This is where the two stories we are comparing meet. The AI buildout is not a side story to the financial repression architecture. It is the competing bid for the same savings, and it is this competing bid that is the reason the repression architecture is being constructed. Warsh's deflation doctrine is what allows both borrowers to be financed at once: it justifies the lower policy rate that keeps the Treasury's cost of funds down, while the AI borrowers pay whatever the market demands. Only one of the two pays a market rate.

The precedent
The pattern of costs arriving before benefits is as old as industrial capitalism. The railway boom drove up steel, land and labour years before it brought down the cost of moving goods, and the panic of 1873 went through the railway bond market long before freight rates reached their eventual lows. The fibre boom of the 1990s delivered exactly the bandwidth deflation it promised, and the creditors who financed it went through default and restructuring before the benefit reached the wider economy. In both cases the technology worked. The timing ruined the lenders.

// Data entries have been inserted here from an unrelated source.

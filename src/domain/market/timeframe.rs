use serde::{Deserialize, Serialize};
use std::fmt;
use std::str::FromStr;

use crate::domain::errors::EngineError;

/// Candle aggregation interval.
#[derive(Debug, Clone, Copy, PartialEq, Eq, Hash, Serialize, Deserialize)]
pub enum Timeframe {
    FifteenMin,
    OneHour,
    FourHour,
    OneDay,
}

impl Timeframe {
    pub fn to_minutes(&self) -> i64 {
        match self {
            Timeframe::FifteenMin => 15,
            Timeframe::OneHour => 60,
            Timeframe::FourHour => 240,
            Timeframe::OneDay => 1440,
        }
    }

    pub fn to_seconds(&self) -> i64 {
        self.to_minutes() * 60
    }

    pub fn all() -> [Timeframe; 4] {
        [
            Timeframe::FifteenMin,
            Timeframe::OneHour,
            Timeframe::FourHour,
            Timeframe::OneDay,
        ]
    }

    /// Candle history window the scheduler loads per run.
    pub fn scheduler_window(&self) -> usize {
        match self {
            Timeframe::FifteenMin | Timeframe::OneHour | Timeframe::FourHour => 200,
            Timeframe::OneDay => 100,
        }
    }

    /// Default confidence threshold gate below which a signal is dropped.
    pub fn default_confidence_threshold(&self) -> rust_decimal::Decimal {
        use rust_decimal_macros::dec;
        match self {
            Timeframe::FifteenMin => dec!(0.35),
            Timeframe::OneHour => dec!(0.40),
            Timeframe::FourHour => dec!(0.45),
            Timeframe::OneDay => dec!(0.50),
        }
    }

    /// Maximum hold duration used by the time-based exit strategy.
    pub fn max_hold_seconds(&self) -> i64 {
        match self {
            Timeframe::FifteenMin => 4 * 3600,
            Timeframe::OneHour => 24 * 3600,
            Timeframe::FourHour => 3 * 24 * 3600,
            Timeframe::OneDay => 7 * 24 * 3600,
        }
    }

    /// Rounds `ts` (unix millis) down to the start of the bucket it falls in.
    pub fn floor(&self, ts_ms: i64) -> i64 {
        let period_ms = self.to_seconds() * 1000;
        ts_ms - ts_ms.rem_euclid(period_ms)
    }
}

impl FromStr for Timeframe {
    type Err = EngineError;

    fn from_str(s: &str) -> Result<Self, Self::Err> {
        match s.to_lowercase().as_str() {
            "15m" | "15min" | "fifteenmin" => Ok(Timeframe::FifteenMin),
            "1h" | "1hour" | "onehour" => Ok(Timeframe::OneHour),
            "4h" | "4hour" | "fourhour" => Ok(Timeframe::FourHour),
            "1d" | "1day" | "oneday" => Ok(Timeframe::OneDay),
            _ => Err(EngineError::ValidationError {
                field: "timeframe".to_string(),
                reason: format!("invalid timeframe '{s}', expected one of 15m, 1h, 4h, 1d"),
            }),
        }
    }
}

impl fmt::Display for Timeframe {
    fn fmt(&self, f: &mut fmt::Formatter<'_>) -> fmt::Result {
        let s = match self {
            Timeframe::FifteenMin => "15m",
            Timeframe::OneHour => "1h",
            Timeframe::FourHour => "4h",
            Timeframe::OneDay => "1d",
        };
        write!(f, "{s}")
    }
}
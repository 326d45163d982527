use rust_decimal::Decimal;

use crate::domain::indicators::{require_history, IndicatorResult};
use crate::domain::market::candle::Candle;

#[derive(Debug, Clone, Copy, PartialEq)]
pub struct MacdOutput {
    pub macd_line: Decimal,
    pub signal_line: Decimal,
    pub histogram: Decimal,
}

fn ema_series(prices: &[Decimal], period: usize) -> Vec<Decimal> {
    let k = Decimal::TWO / Decimal::from(period + 1);
    let mut out = Vec::with_capacity(prices.len());
    let mut ema = prices[0];
    out.push(ema);
    for &p in &prices[1..] {
        ema = p * k + ema * (Decimal::ONE - k);
        out.push(ema);
    }
    out
}

/// EMA(12)/EMA(26) MACD with a 9-period signal line.
pub fn macd(
    candles: &[Candle],
    fast: usize,
    slow: usize,
    signal: usize,
) -> IndicatorResult<MacdOutput> {
    require_history(candles, slow + signal)?;

    let closes: Vec<Decimal> = candles.iter().map(|c| c.close).collect();
    let ema_fast = ema_series(&closes, fast);
    let ema_slow = ema_series(&closes, slow);

    let macd_series: Vec<Decimal> = ema_fast
        .iter()
        .zip(ema_slow.iter())
        .map(|(f, s)| f - s)
        .collect();

    let signal_series = ema_series(&macd_series, signal);

    let macd_line = *macd_series.last().expect("non-empty: checked by require_history");
    let signal_line = *signal_series.last().expect("non-empty: checked by require_history");

    Ok(MacdOutput {
        macd_line,
        signal_line,
        histogram: macd_line - signal_line,
    })
}

#[cfg(test)]
mod tests {
    use super::*;
    use crate::domain::market::timeframe::Timeframe;
    use rust_decimal_macros::dec;

    fn candle(close: Decimal) -> Candle {
        Candle {
            interval: Timeframe::FifteenMin,
            ts_open: 0,
            open: close,
            high: close,
            low: close,
            close,
            tick_count: 1,
            sealed: true,
        }
    }

    #[test]
    fn insufficient_data_below_minimum() {
        let candles = vec![candle(dec!(100)); 10];
        assert!(macd(&candles, 12, 26, 9).is_err());
    }

    #[test]
    fn uptrend_has_positive_histogram() {
        let candles: Vec<Candle> = (0..60).map(|i| candle(Decimal::from(100 + i))).collect();
        let out = macd(&candles, 12, 26, 9).unwrap();
        assert!(out.macd_line > Decimal::ZERO);
        assert_eq!(out.histogram, out.macd_line - out.signal_line);
    }
}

The 2026 version has one feature neither precedent had: the US government is borrowing at an extraordinary rate at the same time. The 1946 to 1974 repression our May 26 weekly brief traced worked partly because the private sector was deleveraging while the government's debt was being inflated away. Savings had nowhere else to go. The 2026 version asks the state's absorption machinery to work while the private sector levers up into a single technology at 9 to 12.5 percent. That is the gap in the precedent, and it is why Warsh's inflation measurement task force matters more than the dot plot. If the deflation is late and yields still have to be held down, the adjustment of course will happen in how inflation is measured. How convenient!!

If the revenue is late
The counterarguments deserve a fair hearing. The platforms doing most of the borrowing are the most profitable companies in history, and much of the spending is still funded from cash. The take-or-pay contracts make this cycle different from the fibre glut: capacity is being sold before it is built, not after. The Fed's own projections show inflation falling to 2.3 percent next year. All of that may hold.

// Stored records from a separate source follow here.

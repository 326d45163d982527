use chrono::{DateTime, Utc};
use rust_decimal::Decimal;
use serde::{Deserialize, Serialize};
use uuid::Uuid;

use crate::domain::analysis::sub_analysis::SubAnalysis;
use crate::domain::market::regime::Direction;
use crate::domain::market::timeframe::Timeframe;

#[derive(Debug, Clone, Copy, PartialEq, Eq, Serialize, Deserialize)]
pub enum SignalDirection {
    Buy,
    Sell,
    Hold,
}

/// Bucketed USD/TRY volatility read, carried on the record so a reviewer
/// can see why position sizing was damped without re-running the currency
/// sub-analyzer.
#[derive(Debug, Clone, Copy, PartialEq, Eq, Serialize, Deserialize)]
pub enum CurrencyRiskLevel {
    Low,
    Medium,
    High,
    Extreme,
}

/// Confluence bucket derived from confidence and the number of agreeing
/// confirmations; drives `StrategyType::Conservative`/`TimeBased` entry
/// gates without re-deriving it from the raw signal fields.
#[derive(Debug, Clone, Copy, PartialEq, Eq, Serialize, Deserialize)]
pub enum SignalStrength {
    Strong,
    Moderate,
    Weak,
}

/// One fused analysis pass over one timeframe at one point in time: the
/// combiner's verdict (signal, confidence, sizing, risk parameters) plus
/// the full set of sub-analyses it was derived from.
#[derive(Debug, Clone, Serialize, Deserialize)]
pub struct AnalysisRecord {
    pub id: Uuid,
    pub timeframe: Timeframe,
    pub ts: DateTime<Utc>,
    pub close: Decimal,
    pub signal: SignalDirection,
    pub confidence: Decimal,
    pub signal_strength: SignalStrength,
    pub position_size_pct: Decimal,
    pub stop_loss: Option<Decimal>,
    pub take_profit: Option<Decimal>,
    pub risk_reward: Decimal,
    pub global_trend: Direction,
    pub currency_risk: CurrencyRiskLevel,
    pub sub_analyses: Vec<SubAnalysis>,
    pub summary: String,
    pub recommendations: Vec<String>,
}

impl AnalysisRecord {
    #[allow(clippy::too_many_arguments)]
    pub fn new(
        timeframe: Timeframe,
        ts: DateTime<Utc>,
        close: Decimal,
        signal: SignalDirection,
        confidence: Decimal,
        signal_strength: SignalStrength,
        position_size_pct: Decimal,
        stop_loss: Option<Decimal>,
        take_profit: Option<Decimal>,
        risk_reward: Decimal,
        global_trend: Direction,
        currency_risk: CurrencyRiskLevel,
        sub_analyses: Vec<SubAnalysis>,
        summary: String,
        recommendations: Vec<String>,
    ) -> Self {
        Self {
            id: Uuid::new_v4(),
            timeframe,
            ts,
            close,
            signal,
            confidence,
            signal_strength,
            position_size_pct,
            stop_loss,
            take_profit,
            risk_reward,
            global_trend,
            currency_risk,
            sub_analyses,
            summary,
            recommendations,
        }
    }

    pub fn has_usable_data(&self) -> bool {
        self.sub_analyses.iter().any(|s| !s.is_insufficient())
    }

    /// Projects this analysis into a `SignalRecord` for downstream
    /// consumers (scheduler persistence, the simulation engine) — `None`
    /// when the fused verdict is `Hold`, since a `SignalRecord` only exists
    /// for an actionable signal.
    pub fn to_signal(&self, contributing: Vec<String>) -> Option<SignalRecord> {
        if self.signal == SignalDirection::Hold {
            return None;
        }
        Some(SignalRecord {
            id: Uuid::new_v4(),
            timeframe: self.timeframe,
            ts: self.ts,
            direction: self.signal,
            confidence: self.confidence,
            signal_strength: self.signal_strength,
            entry_price: self.close,
            stop_loss: self.stop_loss,
            take_profit: self.take_profit,
            risk_reward: self.risk_reward,
            position_size_pct: self.position_size_pct,
            contributing,
        })
    }
}

/// A filtered, non-`Hold` projection of an `AnalysisRecord`: the trade
/// parameters the simulation engine needs to open a position.
#[derive(Debug, Clone, Serialize, Deserialize)]
pub struct SignalRecord {
    pub id: Uuid,
    pub timeframe: Timeframe,
    pub ts: DateTime<Utc>,
    pub direction: SignalDirection,
    pub confidence: Decimal,
    pub signal_strength: SignalStrength,
    pub entry_price: Decimal,
    pub stop_loss: Option<Decimal>,
    pub take_profit: Option<Decimal>,
    pub risk_reward: Decimal,
    pub position_size_pct: Decimal,
    pub contributing: Vec<String>,
}

impl SignalRecord {
    pub fn is_actionable(&self, threshold: Decimal) -> bool {
        self.direction != SignalDirection::Hold && self.confidence >= threshold
    }
}

#[cfg(test)]
mod tests {
    use super::*;
    use rust_decimal_macros::dec;

    fn record(direction: SignalDirection, confidence: Decimal) -> SignalRecord {
        SignalRecord {
            id: Uuid::new_v4(),
            timeframe: Timeframe::OneHour,
            ts: Utc::now(),
            direction,
            confidence,
            signal_strength: SignalStrength::Moderate,
            entry_price: dec!(2000),
            stop_loss: None,
            take_profit: None,
            risk_reward: Decimal::ZERO,
            position_size_pct: dec!(0.1),
            contributing: vec![],
        }
    }

    #[test]
    fn hold_is_never_actionable() {
        let r = record(SignalDirection::Hold, dec!(0.9));
        assert!(!r.is_actionable(dec!(0.3)));
    }

    #[test]
    fn below_threshold_is_not_actionable() {
        let r = record(SignalDirection::Buy, dec!(0.2));
        assert!(!r.is_actionable(dec!(0.35)));
    }

    #[test]
    fn above_threshold_buy_is_actionable() {
        let r = record(SignalDirection::Buy, dec!(0.5));
        assert!(r.is_actionable(dec!(0.35)));
    }

    fn analysis(signal: SignalDirection) -> AnalysisRecord {
        AnalysisRecord::new(
            Timeframe::OneHour,
            Utc::now(),
            dec!(2000),
            signal,
            dec!(0.6),
            SignalStrength::Moderate,
            dec!(0.05),
            Some(dec!(1950)),
            Some(dec!(2100)),
            dec!(2.0),
            Direction::Up,
            CurrencyRiskLevel::Medium,
            vec![],
            "buy signal".to_string(),
            vec!["trend_regime".to_string()],
        )
    }

    #[test]
    fn hold_analysis_projects_to_no_signal() {
        assert!(analysis(SignalDirection::Hold).to_signal(vec![]).is_none());
    }

    #[test]
    fn actionable_analysis_projects_its_trade_parameters() {
        let a = analysis(SignalDirection::Buy);
        let s = a.to_signal(vec!["trend_regime".to_string()]).expect("buy projects to a signal");
        assert_eq!(s.direction, SignalDirection::Buy);
        assert_eq!(s.stop_loss, a.stop_loss);
        assert_eq!(s.take_profit, a.take_profit);
        assert_eq!(s.signal_strength, a.signal_strength);
        assert_eq!(s.contributing, vec!["trend_regime".to_string()]);
    }
}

But June showed how the market behaves when the assumption merely wobbles. Broadcom reported record AI revenue, up 143 percent, and held its 2027 outlook rather than raising it. Roughly $1.3 trillion came off the global chip complex in a single session and the Nasdaq fell 4 percent. Three weeks later a second selloff took 10 percent off Korea's main index in a day and tripped its circuit breaker, before Micron's results turned the market around. None of this followed an earnings miss. It followed next year's guidance that failed to deliver an expected acceleration. The people building these systems are candid about the stakes. Anthropic's chief executive has warned that a single year of missed revenue projections could bankrupt a frontier lab, at a valuation near $965 billion, and OpenAI is reported to be weighing a delay to its listing because of demand concerns at a $1 trillion valuation. If the revenue disappoints, the debt does not go away. It sits in the same banks, bond funds and securitisation trusts that the Treasury architecture is filling with government paper. Two absorption programmes are running through one set of balance sheets.
Where this leaves bitcoin
Let me start with an honest observation. The buildout has been drawing capital away from bitcoin as well. The US spot funds just posted their worst month since launch, with $4.5 billion of June outflows, and bitcoin trades a little more than half below its October high while AI borrowers pay 12.5 percent for money. The buildout has outbid everyone this year: households for components, the Treasury for savings, and bitcoin for investment flows.
That leaves three crowded parties, and policy will rescue exactly one of them. The financial repression architecture we described in our May 26 weekly brief is the rescue: the Treasury gets funded at a suppressed rate, and the household pays for it through returns held below inflation. Bitcoin is the one asset in this picture that is not asking anyone for capital and does not depend on the deflation arriving on time. Fixed supply, no coupon to defend, no revenue forecast to hit. Holding it is not a bet that AI fails. It is a claim on what happens to money if the productivity gains arrive later than the policy that was justified by them. In the last repression, the assets that performed were the ones whose supply could not be expanded to absorb the flows. That does not change because there are two borrowers.
What to watch
The task force reports. Warsh wants most of them concluded by the autumn. Any change to how inflation is measured will matter more than any single rate decision.
The July CPI internals. Core goods will show whether memory costs are passing through into device prices. Electricity prices will show the grid supply demand effect on inflation.
The quarterly refunding, late July. A treasury bill share of total issuance above 22 or 23 percent confirms the shift toward short maturities is operational.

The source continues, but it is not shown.